82. Pede a Recorrente, na procedência do recurso, a condenação da Entidade Demandada nos termos constantes da petição inicial. Ou seja, a graduação da Autora na vaga reservada para pessoas com deficiência ao abrigo do Decreto-lei n.º 29/2001, de 3 de fevereiro.

83. Perscrutada a matéria de facto, resulta da mesma que a ora Recorrente satisfaz os critérios para a ordenação por si pretendida na lista unitária de ordenação final. Isso retira-se de modo inequívoco do que ficou provado em W) e X).

84. “A Autora realizou a prova de avaliação psicológica que consta a fls. 3382 a 3395 do procedimento administrativo, cujo teor, por brevidade, se dá por integralmente reproduzido, e do qual se extrai, nomeadamente, que a Autora obteve uma pontuação de 4,0 no item “compreensão verbal” e de 20,00 no item “fluência verbal” numa escala de 0 a 20, tendo obtido o resultado final de suficiente - 12 valores (…) // A Autora realizou a prova de entrevista profissional de seleção cujos resultados constam do documento n.º 19 junto com a petição inicial, cujo teor, por brevidade, se dá por integralmente reproduzido, e do qual se extrai, nomeadamente, que a Autora obteve uma pontuação de 20,00 no item “capacidade de expressão e compreensão verbal” numa escala de 0 a 20.

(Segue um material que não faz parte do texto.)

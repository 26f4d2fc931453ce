use clap::Parser;
use tracing_subscriber::EnvFilter;

mod cli;
mod commands;

fn main() -> anyhow::Result<()> {
    let cli = cli::Cli::parse();
    let fallback = if cli.verbose { "debug" } else { "info" };
    tracing_subscriber::fmt()
        .with_env_filter(
            EnvFilter::try_from_default_env().unwrap_or_else(|_| EnvFilter::new(fallback)),
        )
        .init();
    commands::run_command(cli)
}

85. A Autora e ora Recorrente instruiu o formulário de candidatura com “Atestado Médico de Incapacidade Multiuso” e do qual se extrai, nomeadamente, que a mesma é portadora de deficiência visual que lhe conferiu o grau de incapacidade de 95% (cfr. o provado em E) dos factos assentes), o que, notoriamente, gera um assinalável obstáculo para o desenvolvimento profissional das funções que irá desempenhar, em condições de igualdade com os demais trabalhadores.

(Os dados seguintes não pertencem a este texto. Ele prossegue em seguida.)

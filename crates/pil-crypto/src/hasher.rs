use std::sync::Arc;

use pil_types::Digest;

use crate::function::{Blake3, HashFunction};

/// Domain-separated content hasher.
///
/// Each hasher carries a domain tag (e.g. `"pil-snapshot-v1"`) that is
/// prepended to every hash computation, so a snapshot and a document with
/// identical bytes never produce the same digest.
#[derive(Clone)]
pub struct ContentHasher {
    domain: &'static str,
    function: Arc<dyn HashFunction>,
}

impl ContentHasher {
    pub const SNAPSHOT_DOMAIN: &'static str = "pil-snapshot-v1";
    pub const DOCUMENT_DOMAIN: &'static str = "pil-document-v1";

    /// Hasher with the given domain over BLAKE3.
    pub fn new(domain: &'static str) -> Self {
        Self::with_function(domain, Arc::new(Blake3))
    }

    pub fn with_function(domain: &'static str, function: Arc<dyn HashFunction>) -> Self {
        Self { domain, function }
    }

    /// Hash a sequence of chunks with domain separation.
    pub fn hash_chunks(&self, chunks: &[&[u8]]) -> Digest {
        let mut all: Vec<&[u8]> = Vec::with_capacity(chunks.len() + 2);
        all.push(self.domain.as_bytes());
        all.push(b":");
        all.extend_from_slice(chunks);
        self.function.digest(&all)
    }

    /// Hash raw bytes with domain separation.
    pub fn hash(&self, data: &[u8]) -> Digest {
        self.hash_chunks(&[data])
    }

    /// Hash a serializable value as JSON with domain separation.
    pub fn hash_json<T: serde::Serialize>(&self, value: &T) -> Result<Digest, HasherError> {
        let data =
            serde_json::to_vec(value).map_err(|e| HasherError::Serialization(e.to_string()))?;
        Ok(self.hash(&data))
    }

    /// Verify that data produces the expected digest.
    pub fn verify(&self, data: &[u8], expected: &Digest) -> bool {
        self.hash(data) == *expected
    }

    pub fn domain(&self) -> &str {
        self.domain
    }

    pub fn function_name(&self) -> &'static str {
        self.function.name()
    }
}

impl std::fmt::Debug for ContentHasher {
    fn fmt(&self, f: &mut std::fmt::Formatter<'_>) -> std::fmt::Result {
        f.debug_struct("ContentHasher")
            .field("domain", &self.domain)
            .field("function", &self.function.name())
            .finish()
    }
}

/// Errors from hashing operations.
#[derive(Debug, thiserror::Error, PartialEq, Eq)]
pub enum HasherError {
    #[error("serialization error: {0}")]
    Serialization(String),
}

86. Aliás, a Entidade Demandada, como provado em P) supra, havia anteriormente publicitado a “Lista de Resultados Obtidos na Prova de Conhecimentos”, da qual constava apenas a Autora como abrangida pelo ponto 20 do Aviso de Abertura.
87. Pelo que, verificando-se o elemento da previsão normativa ideado pelo legislador, terá que condenar-se a Entidade Demandada à prática do ato devido, o qual, no caso, é a graduação da Autora na vaga reservada para pessoas com deficiência ao abrigo do Decreto-lei n.º 29/2001, de 3 de fevereiro.
88. Anexa-se sumário, elaborado de acordo com o n.º 7 do artigo 663.º do CPC.

IV. Decisão

Pelo exposto, acordam em conferência os Juízes da Secção de Contencioso Administrativo deste Supremo Tribunal Administrativo em:

i) Conceder provimento ao recurso de revista e revogar o acórdão do TCA Norte recorrido; e, em substituição,
ii) Anular, com os presentes fundamentos, o acto de homologação da lista unitária de ordenação final dos candidatos aprovados no âmbito do procedimento concursal com a referência 03/19 (Extrato nº 12342/2019 Diário da República, 2ª Série – nº 146 1 de agosto de 2019, referência 03/2019) para recrutamento de três técnicos superiores na modalidade de contrato de trabalho em funções públicas por tempo indeterminado, na parte impugnada; e
iii) Condenar a Entidade Demandada à prática de acto que gradue a Autora na vaga reservada para pessoas com deficiência ao abrigo do Decreto-lei n.º 29/2001, de 3 de fevereiro, a que se refere o ponto 20 do respetivo Aviso de abertura do procedimento.

São devidas custas em 1.ª instância pela Entidade Demandada, Município do Marco de Canaveses, e pela Contrainteressada, BB, e em partes iguais. Nas instâncias de recurso são devidas custas pelo Recorrido, Município do Marco de Canaveses, não sendo devido o pagamento da taxa de justiça nestas instâncias pela Recorrida BB, uma vez que não contra-alegou.
Notifique.

Lisboa, 4 de Julho de 2024. – Pedro José Marchão Marques (relator) - Suzana Maria Calvo Loureiro Tavares da Silva - Helena Maria Mesquita Ribeiro.